A little bit further out, between Earth and the sun, we're working to see if we can help start-up energy companies self-assemble thousands of solar panels in orbit, above the atmosphere. Now, what this would allow us to do is capture raw, unfiltered sunlight and beam it anywhere on Earth, even at night.
This is like a flashlight from space, and it would fundamentally solve the storage problem for solar power, allowing us to deliver abundant green energy to the surface of the Earth. Thank you. These are some of the most responsible ways that we could use space technology in service of Earth.
My team and I have been working on an idea passionately, known for decades in science fiction as off-roading. Not off-roading the humans, but off-roading the heavy industry. We could let Earth recover as a garden planet for generations to come and use space infrastructure to do that off-roading.
This future is a lot closer than you may think. While space travel definitely feels rarefied, and in many ways it certainly still is, I bring dozens of people with me every year into microgravity on parabolic flights. This is how NASA trains astronauts, affectionately known as the vomit comet. It's more fun than it sounds. And this is how we are training the new space generation.

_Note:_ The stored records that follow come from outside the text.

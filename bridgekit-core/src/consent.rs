//! The user-facing side of the bridge: prompts, dialogs and warnings the host
//! renders on the bridge's behalf.

use crate::security::{NavigationChoice, NavigationWarning};

/// UI surface implemented by the host.
///
/// Dialog methods return immediately; the user's answer comes back through
/// [`crate::HostBridge::approve_pending`] or
/// [`crate::HostBridge::reject_pending`]. Closing or escaping a dialog must be
/// reported as a rejection.
#[uniffi::export(with_foreign)]
#[async_trait::async_trait]
pub trait ConsentPresenter: Send + Sync {
    /// Asks whether `origin` may see the wallet address. Resolves when the
    /// user picks Allow or Deny.
    ///
    /// The bridge stops waiting after the connect prompt timeout and treats
    /// that as Deny. It then drops this future and calls
    /// [`ConsentPresenter::dismiss_consent`]; the host must close the prompt
    /// on either signal.
    async fn request_connection(&self, origin: String) -> ConnectDecision;

    /// Shows the transaction approval dialog.
    fn present_transaction(&self, preview: TransactionPreview);

    /// Shows the message signing dialog.
    fn present_message(&self, preview: MessagePreview);

    /// Closes whichever consent dialog is open. Called once per consent,
    /// after it settles for any reason, and once for each connect prompt
    /// that expires unanswered.
    fn dismiss_consent(&self);

    /// Shows an advisory warning that does not block navigation.
    fn show_navigation_warning(&self, warning: NavigationWarning);

    /// Shows a warning and waits for the user's choice.
    async fn confirm_navigation(&self, warning: NavigationWarning) -> NavigationChoice;
}

/// Answer to a connect prompt.
#[derive(Debug, Clone, Copy, PartialEq, Eq, uniffi::Enum)]
pub enum ConnectDecision {
    /// Share the address and remember the grant.
    Allow,
    /// Refuse this request. Nothing is remembered.
    Deny,
}

/// Which consent dialog is open.
#[derive(Debug, Clone, Copy, PartialEq, Eq, Hash, uniffi::Enum)]
pub enum ConsentKind {
    /// A transaction approval.
    Transaction,
    /// A message signature.
    Message,
}

/// Everything the transaction dialog displays.
#[derive(Debug, Clone, PartialEq, uniffi::Record)]
pub struct TransactionPreview {
    /// Page origin that asked for the transaction.
    pub origin: String,
    /// Address the funds leave from, if a wallet is unlocked.
    pub from: Option<String>,
    /// Destination address.
    pub recipient: String,
    /// Amount in coins with eight decimals, e.g. `1.00000000`.
    pub amount: String,
    /// Amount in coins.
    pub amount_value: f64,
    /// The memo passed along with the transaction.
    pub memo: Option<String>,
    /// Whether the page attached extra data the user should review.
    pub has_data: bool,
}

/// Everything the signing dialog displays.
#[derive(Debug, Clone, PartialEq, Eq, uniffi::Record)]
pub struct MessagePreview {
    /// Page origin that asked for the signature.
    pub origin: String,
    /// Message text after hex decoding; this is what gets signed.
    pub message: String,
}

/// The consent currently open, for the host UI.
#[derive(Debug, Clone, PartialEq, Eq, uniffi::Record)]
pub struct ConsentSnapshot {
    /// Dialog kind.
    pub kind: ConsentKind,
    /// Requesting origin.
    pub origin: String,
    /// Whether the user already approved and the backend call is running.
    pub approving: bool,
}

We're building architecture to welcome more people to orbit, whether it's for a long weekend to see the planet from space for the first time, or maybe for a career scientist to commute for a decade to work on a major breakthrough. Rockets like Starship enable us to dream really big, to be able to get enough mass of tesserae tiles and enough people into orbit to be able to fundamentally scale up space infrastructure for the public good.
We know that the business case for space is here. Governments are investing in space-based solar power. Companies are investing in zero-G biotech. And in the next 10 years, we believe that we will be able to deploy our first modularly self-assembling space habitat and contribute to a trillion dollar space economy.

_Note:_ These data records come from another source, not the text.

//! Scripted host capabilities and a harness driving a `HostBridge` the way an
//! embedded page would.

// each test binary uses a different subset of the helpers
#![allow(dead_code)]

use std::sync::atomic::{AtomicUsize, Ordering};
use std::sync::{Arc, Mutex};

use async_trait::async_trait;
use bridgekit_core::storage::MemoryBlobStore;
use bridgekit_core::{
    BackendError, BridgeConfig, ChannelEnvelope, ChannelPort, ConnectDecision,
    ConsentPresenter, HostBridge, MessagePreview, NavigationChoice, NavigationWarning,
    ProviderAnnouncement, RequestEnvelope, ResponseEnvelope, SecurityLists, SendOutcome,
    SignedMessage, SitePermissions, TransactionPreview, WalletBackend,
};
use serde_json::Value;
use tokio::sync::{mpsc, Notify};

pub const ADDRESS: &str = "zs1testaddress";
pub const SECRET: &str = "correct horse battery staple";
pub const TXID: &str = "f00dcafe";
pub const DAPP_URL: &str = "https://dapp.example/app";
pub const DAPP_ORIGIN: &str = "https://dapp.example";

/// A `send_transaction` call the backend received.
#[derive(Debug, Clone, PartialEq)]
pub struct SentTransaction {
    pub recipient: String,
    pub amount: f64,
    pub memo: Option<String>,
}

/// Wallet backend accepting only [`SECRET`].
pub struct ScriptedBackend {
    pub address: Mutex<Option<String>>,
    pub sent: Mutex<Vec<SentTransaction>>,
    pub signed: Mutex<Vec<String>>,
}

impl ScriptedBackend {
    pub fn new(address: Option<&str>) -> Self {
        Self {
            address: Mutex::new(address.map(ToString::to_string)),
            sent: Mutex::new(Vec::new()),
            signed: Mutex::new(Vec::new()),
        }
    }

    fn authenticate(secret: &str) -> Result<(), BackendError> {
        if secret == SECRET {
            Ok(())
        } else {
            Err(BackendError::Authentication("Invalid password".to_string()))
        }
    }
}

#[async_trait]
impl WalletBackend for ScriptedBackend {
    async fn send_transaction(
        &self,
        recipient: String,
        amount: f64,
        memo: Option<String>,
        secret: String,
    ) -> Result<SendOutcome, BackendError> {
        Self::authenticate(&secret)?;
        self.sent.lock().unwrap().push(SentTransaction {
            recipient,
            amount,
            memo,
        });
        Ok(SendOutcome {
            success: true,
            txid: Some(TXID.to_string()),
            message: "Transaction sent".to_string(),
        })
    }

    async fn sign_message(
        &self,
        message: String,
        secret: String,
    ) -> Result<SignedMessage, BackendError> {
        Self::authenticate(&secret)?;
        let signature = format!("sig:{}", hex::encode(message.as_bytes()));
        self.signed.lock().unwrap().push(message);
        Ok(SignedMessage { signature })
    }

    async fn get_address(&self) -> Result<Option<String>, BackendError> {
        Ok(self.address.lock().unwrap().clone())
    }
}

/// Consent UI answering with preset choices. A `None` choice never answers.
pub struct ScriptedPresenter {
    pub connect_decision: Mutex<Option<ConnectDecision>>,
    pub navigation_choice: Mutex<Option<NavigationChoice>>,
    pub connection_prompts: Mutex<Vec<String>>,
    pub transactions: Mutex<Vec<TransactionPreview>>,
    pub messages: Mutex<Vec<MessagePreview>>,
    pub advisories: Mutex<Vec<NavigationWarning>>,
    pub confirmations: Mutex<Vec<NavigationWarning>>,
    pub dismissals: AtomicUsize,
    /// Signalled each time a consent dialog is shown.
    pub presented: Notify,
}

impl ScriptedPresenter {
    pub fn new() -> Self {
        Self {
            connect_decision: Mutex::new(Some(ConnectDecision::Allow)),
            navigation_choice: Mutex::new(Some(NavigationChoice::Proceed)),
            connection_prompts: Mutex::new(Vec::new()),
            transactions: Mutex::new(Vec::new()),
            messages: Mutex::new(Vec::new()),
            advisories: Mutex::new(Vec::new()),
            confirmations: Mutex::new(Vec::new()),
            dismissals: AtomicUsize::new(0),
            presented: Notify::new(),
        }
    }

    pub fn dismissals(&self) -> usize {
        self.dismissals.load(Ordering::SeqCst)
    }
}

#[async_trait]
impl ConsentPresenter for ScriptedPresenter {
    async fn request_connection(&self, origin: String) -> ConnectDecision {
        self.connection_prompts.lock().unwrap().push(origin);
        let decision = *self.connect_decision.lock().unwrap();
        match decision {
            Some(decision) => decision,
            None => std::future::pending().await,
        }
    }

    fn present_transaction(&self, preview: TransactionPreview) {
        self.transactions.lock().unwrap().push(preview);
        self.presented.notify_one();
    }

    fn present_message(&self, preview: MessagePreview) {
        self.messages.lock().unwrap().push(preview);
        self.presented.notify_one();
    }

    fn dismiss_consent(&self) {
        self.dismissals.fetch_add(1, Ordering::SeqCst);
    }

    fn show_navigation_warning(&self, warning: NavigationWarning) {
        self.advisories.lock().unwrap().push(warning);
    }

    async fn confirm_navigation(&self, warning: NavigationWarning) -> NavigationChoice {
        self.confirmations.lock().unwrap().push(warning);
        let choice = *self.navigation_choice.lock().unwrap();
        match choice {
            Some(choice) => choice,
            None => std::future::pending().await,
        }
    }
}

/// A bridge wired to scripted capabilities, with the page side of the
/// channel exposed as `outbox`.
pub struct Harness {
    pub bridge: HostBridge,
    pub backend: Arc<ScriptedBackend>,
    pub presenter: Arc<ScriptedPresenter>,
    pub permissions: Arc<SitePermissions>,
    pub store: Arc<MemoryBlobStore>,
    pub outbox: mpsc::UnboundedReceiver<String>,
    next_id: usize,
}

impl Harness {
    pub fn new() -> Self {
        Self::with_config(BridgeConfig::default(), SecurityLists::default())
    }

    pub fn with_config(config: BridgeConfig, lists: SecurityLists) -> Self {
        let backend = Arc::new(ScriptedBackend::new(Some(ADDRESS)));
        let presenter = Arc::new(ScriptedPresenter::new());
        let store = Arc::new(MemoryBlobStore::new());
        let permissions = Arc::new(SitePermissions::load(store.clone()).unwrap());
        let (port, outbox) = ChannelPort::pair();
        let bridge = HostBridge::new(
            config,
            lists,
            backend.clone(),
            presenter.clone(),
            port,
            permissions.clone(),
        )
        .unwrap();
        Self {
            bridge,
            backend,
            presenter,
            permissions,
            store,
            outbox,
            next_id: 0,
        }
    }

    /// Navigates to `url` and drains the provider announcement that follows.
    pub async fn load(&mut self, url: &str) -> Option<String> {
        self.bridge.navigate(url.to_string()).await.unwrap();
        self.next_announcement().await.address
    }

    /// Posts a request envelope and returns the id used.
    pub async fn send(&mut self, method: &str, params: Vec<Value>) -> String {
        self.next_id += 1;
        let request_id = format!("req-{}", self.next_id);
        let envelope = ChannelEnvelope::Request(RequestEnvelope {
            method: method.to_string(),
            params,
            request_id: request_id.clone(),
        });
        self.bridge
            .receive_message(envelope.to_json().unwrap())
            .await;
        request_id
    }

    /// Posts a request and waits for its response.
    pub async fn call(&mut self, method: &str, params: Vec<Value>) -> Result<Value, String> {
        let request_id = self.send(method, params).await;
        let response = self.next_response().await;
        assert_eq!(response.request_id(), request_id);
        response.into_result()
    }

    pub async fn next_envelope(&mut self) -> ChannelEnvelope {
        let message = self.outbox.recv().await.expect("bridge dropped its port");
        ChannelEnvelope::parse(&message).unwrap()
    }

    pub async fn next_response(&mut self) -> ResponseEnvelope {
        loop {
            if let ChannelEnvelope::Response(response) = self.next_envelope().await {
                return response;
            }
        }
    }

    pub async fn next_announcement(&mut self) -> ProviderAnnouncement {
        loop {
            if let ChannelEnvelope::ProviderInject { provider } = self.next_envelope().await {
                return provider;
            }
        }
    }

    /// Waits until the bridge shows a consent dialog.
    pub async fn consent_shown(&self) {
        self.presenter.presented.notified().await;
    }
}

One of the best things we could do with this infrastructure is harness it for the profound benefit of life on Earth. Because fundamentally, space exploration isn't about escaping Earth. In 1968, Bill Anders took this iconic photograph, now lovingly referred to as Earthrise, and he famously remarked, we came all this way to explore the moon, and the most important thing is we discovered the Earth.
Bill's comment reminds us that space exploration is about building an aspirational future for humanity wherever we are, on Earth, in orbit around Earth or beyond.

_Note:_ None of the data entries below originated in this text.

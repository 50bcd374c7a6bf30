//! Filesystem-backed blob store.

use std::fs::{self, File};
use std::io::{ErrorKind, Write};
use std::path::{Path, PathBuf};

use super::{AtomicBlobStore, StorageError, StorageResult};

const TEMP_SUFFIX: &str = ".tmp";

/// Blob store keeping one file per blob under a root directory.
///
/// Writes go to `<name>.tmp`, are synced, then renamed over the target so a
/// crash never leaves a truncated document behind.
#[derive(Debug, Clone)]
pub struct FileBlobStore {
    root: PathBuf,
}

impl FileBlobStore {
    /// Opens a store rooted at `root`, creating the directory if needed.
    ///
    /// # Errors
    ///
    /// Returns an error if the directory cannot be created.
    pub fn open(root: impl AsRef<Path>) -> StorageResult<Self> {
        let root = root.as_ref().to_path_buf();
        fs::create_dir_all(&root)?;
        Ok(Self { root })
    }

    /// Returns the root directory.
    #[must_use]
    pub fn root(&self) -> &Path {
        &self.root
    }

    fn blob_path(&self, name: &str) -> StorageResult<PathBuf> {
        let valid = !name.is_empty()
            && name != "."
            && name != ".."
            && !name.contains(['/', '\\'])
            && !name.ends_with(TEMP_SUFFIX);
        if !valid {
            return Err(StorageError::InvalidName(name.to_string()));
        }
        Ok(self.root.join(name))
    }
}

impl AtomicBlobStore for FileBlobStore {
    fn read(&self, name: String) -> StorageResult<Option<Vec<u8>>> {
        let path = self.blob_path(&name)?;
        match fs::read(path) {
            Ok(bytes) => Ok(Some(bytes)),
            Err(err) if err.kind() == ErrorKind::NotFound => Ok(None),
            Err(err) => Err(err.into()),
        }
    }

    fn write_atomic(&self, name: String, bytes: Vec<u8>) -> StorageResult<()> {
        let path = self.blob_path(&name)?;
        let temp = self.root.join(format!("{name}{TEMP_SUFFIX}"));
        {
            let mut file = File::create(&temp)?;
            file.write_all(&bytes)?;
            file.sync_all()?;
        }
        fs::rename(&temp, &path)?;
        Ok(())
    }

    fn delete(&self, name: String) -> StorageResult<()> {
        let path = self.blob_path(&name)?;
        match fs::remove_file(path) {
            Ok(()) => Ok(()),
            Err(err) if err.kind() == ErrorKind::NotFound => Ok(()),
            Err(err) => Err(err.into()),
        }
    }
}
//! One direction of the cross-context message channel.

use std::sync::Arc;

use tokio::sync::mpsc;

/// Posts serialized envelopes to the other side of the trust boundary.
///
/// Hosts implement this over their embedding primitive, for example
/// `postMessage` into the embedded frame. Delivery within one port must be
/// first-in-first-out.
#[uniffi::export(with_foreign)]
pub trait MessagePort: Send + Sync {
    /// Posts one JSON-encoded envelope.
    fn post_message(&self, message: String);
}

/// In-process [`MessagePort`] backed by an unbounded tokio channel.
#[derive(Debug, Clone)]
pub struct ChannelPort {
    sender: mpsc::UnboundedSender<String>,
}

impl ChannelPort {
    /// Creates a port and the receiver draining it.
    #[must_use]
    pub fn pair() -> (Arc<Self>, mpsc::UnboundedReceiver<String>) {
        let (sender, receiver) = mpsc::unbounded_channel();
        (Arc::new(Self { sender }), receiver)
    }
}

impl MessagePort for ChannelPort {
    fn post_message(&self, message: String) {
        if self.sender.send(message).is_err() {
            log::debug!("message dropped: receiving side is closed");
        }
    }
}

#[cfg(test)]
mod tests {
    use super::*;

    #[tokio::test]
    async fn test_delivers_in_order() {
        let (port, mut receiver) = ChannelPort::pair();
        port.post_message("first".to_string());
        port.post_message("second".to_string());

        assert_eq!(receiver.recv().await.as_deref(), Some("first"));
        assert_eq!(receiver.recv().await.as_deref(), Some("second"));
    }

    #[test]
    fn test_closed_receiver_is_not_an_error() {
        let (port, receiver) = ChannelPort::pair();
        drop(receiver);
        port.post_message("lost".to_string());
    }
}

Access to space is cheap enough now and available enough, we need to update our conception of the possible. If we invest now in space infrastructure, if we invest now in space architecture, new paradigms for how we can build infrastructure in space, we can profoundly expand humanity's horizons while still protecting the heritage of our priceless planet. We don't have to pick one or the other.
Someday we will live on Mars. Someday we will travel outside of the confines of our solar system. But until then, let's put space to work for Earth. Thank you. That was Ariel Ekblad speaking at TED 2025.